Why I'm Closing Your LLM-Generated Pull Requests

Miguel Grinberg is implementing a strict policy against unsolicited, LLM-generated pull requests to avoid the burden of reviewing machine-made code. He now requires contributors to discuss and receive approval for changes via an issue before submitting any code. This move is a direct resistance against the trend of AI 'slop' that threatens the human element of open source development.
Key Points
- The author rejects the role of a 'reverse centaur,' refusing to spend his life reviewing code extruded by machines.
- Unsolicited pull requests are now viewed as red flags because they are often low-effort LLM outputs that ignore project context.
- New contribution guidelines mandate that all changes must be discussed and approved in an issue before a pull request is opened.
- The author prioritizes human involvement and genuine interest over the volume of contributions facilitated by AI.
- The rise of AI-generated code is making the author less interested in sharing new projects as open source.
Sentiment
The overall sentiment is sympathetic to the article's core complaint, with many commenters agreeing that low-effort LLM output creates real review debt and justifies stronger maintainer boundaries. The thread is not a simple anti-AI consensus, because a substantial minority argues for judging contributions by usefulness, context, and transparency rather than suspected provenance. The dominant mood is frustrated and wary, but constructive: most of the discussion converges on contributor responsibility, clear communication, small reviewable changes, and respect for maintainer time.
In Agreement
- Maintainers should not be expected to review pull requests that the submitter has not understood, tested, or framed with clear intent.
- LLMs lower the cost of generating plausible but poor code, which shifts effort from authors to reviewers and breaks the normal social contract of contribution.
- Drive-by AI patches are especially damaging in open source because maintainers are often unpaid and already overloaded.
- AI-assisted authors should use the tool to make work smaller, clearer, and easier to review rather than to produce large unreviewable diffs.
- The issue is not only correctness but maintainability, accountability, scope, and whether a human can stand behind the submitted change.
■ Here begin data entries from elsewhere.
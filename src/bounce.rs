use std::sync::Arc;

use bytes::{Bytes, BytesMut};
use parking_lot::Mutex;
use tokio::sync::Notify;
use tracing::trace;

use crate::config::PAGE_SIZE;

/// Where the backing memory of a [`BounceBuf`] came from.
///
/// Release must route pool-backed memory to the pool free list and let
/// directly-allocated memory drop, so provenance travels with the buffer.
enum Backing {
    Direct(BytesMut),
    Pooled { slab: Option<Box<[u8]>>, pool: Arc<PoolInner> },
}

/// Scratch memory for one bounced I/O.
///
/// Holds whole pages; `len` is the portion the caller asked for.  Dropping
/// the buffer releases the memory back to wherever it came from.
pub struct BounceBuf {
    backing: Backing,
    len: usize,
}

impl BounceBuf {
    pub fn len(&self) -> usize {
        self.len
    }

    pub fn is_empty(&self) -> bool {
        self.len == 0
    }

    /// Number of whole pages this buffer pins.
    pub fn pages(&self) -> usize {
        let backing_len = match &self.backing {
            Backing::Direct(buf) => buf.len(),
            Backing::Pooled { slab, .. } => slab.as_ref().map_or(0, |s| s.len()),
        };
        backing_len / PAGE_SIZE
    }

    pub fn as_slice(&self) -> &[u8] {
        match &self.backing {
            Backing::Direct(buf) => &buf[..self.len],
            Backing::Pooled { slab, .. } => {
                &slab.as_ref().expect("slab present until drop")[..self.len]
            }
        }
    }

    pub fn as_mut_slice(&mut self) -> &mut [u8] {
        let len = self.len;
        match &mut self.backing {
            Backing::Direct(buf) => &mut buf[..len],
            Backing::Pooled { slab, .. } => {
                &mut slab.as_mut().expect("slab present until drop")[..len]
            }
        }
    }

    /// Shrinks the visible length.  The pages stay pinned until drop.
    pub fn truncate(&mut self, len: usize) {
        assert!(len <= self.len);
        self.len = len;
    }

    /// Turns the buffer into an immutable, reference-counted payload for
    /// submission, so replica writes can share it without copying.
    ///
    /// Directly-allocated memory is handed over as-is; a reserved slab is
    /// copied out and returned to the pool, since the emergency path must
    /// never leak pool pages into long-lived payloads.
    pub fn freeze(mut self) -> Bytes {
        let len = self.len;
        match &mut self.backing {
            Backing::Direct(buf) => {
                let mut buf = std::mem::take(buf);
                buf.truncate(len);
                buf.freeze()
            }
            Backing::Pooled { slab, .. } => {
                let slab = slab.as_ref().expect("slab present until drop");
                Bytes::copy_from_slice(&slab[..len])
            }
        }
    }
}

impl Drop for BounceBuf {
    fn drop(&mut self) {
        if let Backing::Pooled { slab, pool } = &mut self.backing {
            let slab = slab.take().expect("slab released twice");
            pool.release(slab);
        }
    }
}

impl std::fmt::Debug for BounceBuf {
    fn fmt(&self, f: &mut std::fmt::Formatter<'_>) -> std::fmt::Result {
        let pooled = matches!(self.backing, Backing::Pooled { .. });
        f.debug_struct("BounceBuf")
            .field("len", &self.len)
            .field("pooled", &pooled)
            .finish()
    }
}

struct PoolInner {
    free: Mutex<Vec<Box<[u8]>>>,
    available: Notify,
}

impl PoolInner {
    fn release(&self, slab: Box<[u8]>) {
        self.free.lock().push(slab);
        self.available.notify_one();
    }
}

/// Page-granular scratch pool with a reserved fallback.
///
/// Acquisition first tries a direct allocation.  When that fails (or is
/// forced to fail under test), it falls back to a fixed set of reserved
/// slabs, each `slab_size` bytes, waiting for one to be released if all
/// are in use.  Requests at or below `slab_size` therefore always succeed
/// eventually; larger requests can only be satisfied directly and report
/// out-of-memory on failure.
pub struct BouncePool {
    inner: Arc<PoolInner>,
    slab_size: usize,
    #[cfg(test)]
    fail_direct: std::sync::atomic::AtomicBool,
}

impl BouncePool {
    /// Creates a pool of `reserve_slabs` slabs of `slab_size` bytes each.
    ///
    /// `slab_size` is the `encoded_extent_max` of the filesystem: the
    /// largest request the pool guarantees.
    pub fn new(slab_size: usize, reserve_slabs: usize) -> Self {
        assert!(slab_size % PAGE_SIZE == 0, "slab size must be page-aligned");
        let free = (0..reserve_slabs)
            .map(|_| vec![0u8; slab_size].into_boxed_slice())
            .collect();
        Self {
            inner: Arc::new(PoolInner {
                free: Mutex::new(free),
                available: Notify::new(),
            }),
            slab_size,
            #[cfg(test)]
            fail_direct: std::sync::atomic::AtomicBool::new(false),
        }
    }

    /// Acquires a zero-filled buffer of at least `bytes` bytes, rounded up
    /// to whole pages.
    ///
    /// Never fails for requests up to the slab size; above that, returns
    /// `None` if direct allocation is unavailable and the caller must
    /// retry with a smaller request.
    pub async fn acquire(&self, bytes: usize) -> Option<BounceBuf> {
        let pages = bytes.div_ceil(PAGE_SIZE);

        if let Some(buf) = self.try_direct(pages * PAGE_SIZE) {
            return Some(BounceBuf {
                backing: Backing::Direct(buf),
                len: bytes,
            });
        }

        if bytes > self.slab_size {
            return None;
        }

        trace!(bytes, "direct allocation failed, falling back to reserved pool");
        loop {
            if let Some(mut slab) = self.inner.free.lock().pop() {
                slab.fill(0);
                return Some(BounceBuf {
                    backing: Backing::Pooled {
                        slab: Some(slab),
                        pool: Arc::clone(&self.inner),
                    },
                    len: bytes,
                });
            }
            self.inner.available.notified().await;
        }
    }

    fn try_direct(&self, bytes: usize) -> Option<BytesMut> {
        #[cfg(test)]
        if self.fail_direct.load(std::sync::atomic::Ordering::Relaxed) {
            return None;
        }
        let mut buf = BytesMut::with_capacity(bytes);
        buf.resize(bytes, 0);
        Some(buf)
    }

    /// Forces every direct allocation to fail, exercising the reserved
    /// pool.
    #[cfg(test)]
    pub fn fail_direct_allocations(&self, fail: bool) {
        self.fail_direct
            .store(fail, std::sync::atomic::Ordering::Relaxed);
    }
}

impl std::fmt::Debug for BouncePool {
    fn fmt(&self, f: &mut std::fmt::Formatter<'_>) -> std::fmt::Result {
        f.debug_struct("BouncePool")
            .field("slab_size", &self.slab_size)
            .field("free_slabs", &self.inner.free.lock().len())
            .finish()
    }
}

#[cfg(test)]
mod tests {
    use super::*;

    #[tokio::test]
    async fn direct_acquisition() {
        let pool = BouncePool::new(4 * PAGE_SIZE, 1);
        let mut buf = pool.acquire(100).await.expect("direct grab");
        assert_eq!(buf.len(), 100);
        assert_eq!(buf.pages(), 1);
        buf.as_mut_slice()[99] = 7;
        assert_eq!(buf.as_slice()[99], 7);
    }

    #[tokio::test]
    async fn freeze_is_cheap_for_direct_buffers() {
        let pool = BouncePool::new(PAGE_SIZE, 1);
        let mut buf = pool.acquire(64).await.expect("direct grab");
        buf.as_mut_slice().fill(0xaa);
        let frozen = buf.freeze();
        assert_eq!(frozen.len(), 64);
        assert!(frozen.iter().all(|&b| b == 0xaa));
    }

    #[tokio::test]
    async fn fallback_is_identity_tracked() {
        let pool = BouncePool::new(2 * PAGE_SIZE, 1);
        pool.fail_direct_allocations(true);

        let buf = pool.acquire(PAGE_SIZE).await.expect("pool slab");
        assert_eq!(buf.pages(), 2);
        assert!(pool.inner.free.lock().is_empty());

        drop(buf);
        assert_eq!(pool.inner.free.lock().len(), 1);
    }

    #[tokio::test]
    async fn freezing_a_slab_returns_it_to_the_pool() {
        let pool = BouncePool::new(PAGE_SIZE, 1);
        pool.fail_direct_allocations(true);
        let mut buf = pool.acquire(32).await.expect("pool slab");
        buf.as_mut_slice().fill(3);
        let frozen = buf.freeze();
        assert_eq!(frozen.as_ref(), &[3u8; 32]);
        assert_eq!(pool.inner.free.lock().len(), 1);
    }

    #[tokio::test]
    async fn oversize_requests_fail_without_direct_memory() {
        let pool = BouncePool::new(2 * PAGE_SIZE, 1);
        pool.fail_direct_allocations(true);
        assert!(pool.acquire(3 * PAGE_SIZE).await.is_none());
    }

    #[tokio::test]
    async fn waiter_wakes_on_release() {
        let pool = Arc::new(BouncePool::new(PAGE_SIZE, 1));
        pool.fail_direct_allocations(true);

        let held = pool.acquire(PAGE_SIZE).await.expect("first slab");
        let waiter = {
            let pool = Arc::clone(&pool);
            tokio::spawn(async move { pool.acquire(PAGE_SIZE).await.is_some() })
        };

        tokio::task::yield_now().await;
        drop(held);
        assert!(waiter.await.expect("waiter completes"));
    }
}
- Requiring prior discussion or closing low-context submissions is a reasonable boundary for project owners protecting their time.
Opposed
- Contributions should be judged by the quality and usefulness of the code, not by whether the author used AI assistance.
- Automatic rejection of suspected AI work can become gatekeeping and can unfairly punish contributors when AI detection is unreliable.
- AI can help newcomers, non-native English speakers, and people working in legacy systems communicate, refactor, and participate more effectively.
- A pull request can be useful as a prototype or concrete bug report even if the maintainer does not merge the implementation.
- Some commenters see the article as an overreaction rooted in nostalgia for an older open-source culture rather than a practical response to new tooling.
- The more important question is whether a submission reduces ambiguity or adds burden, not whether it was written with an LLM.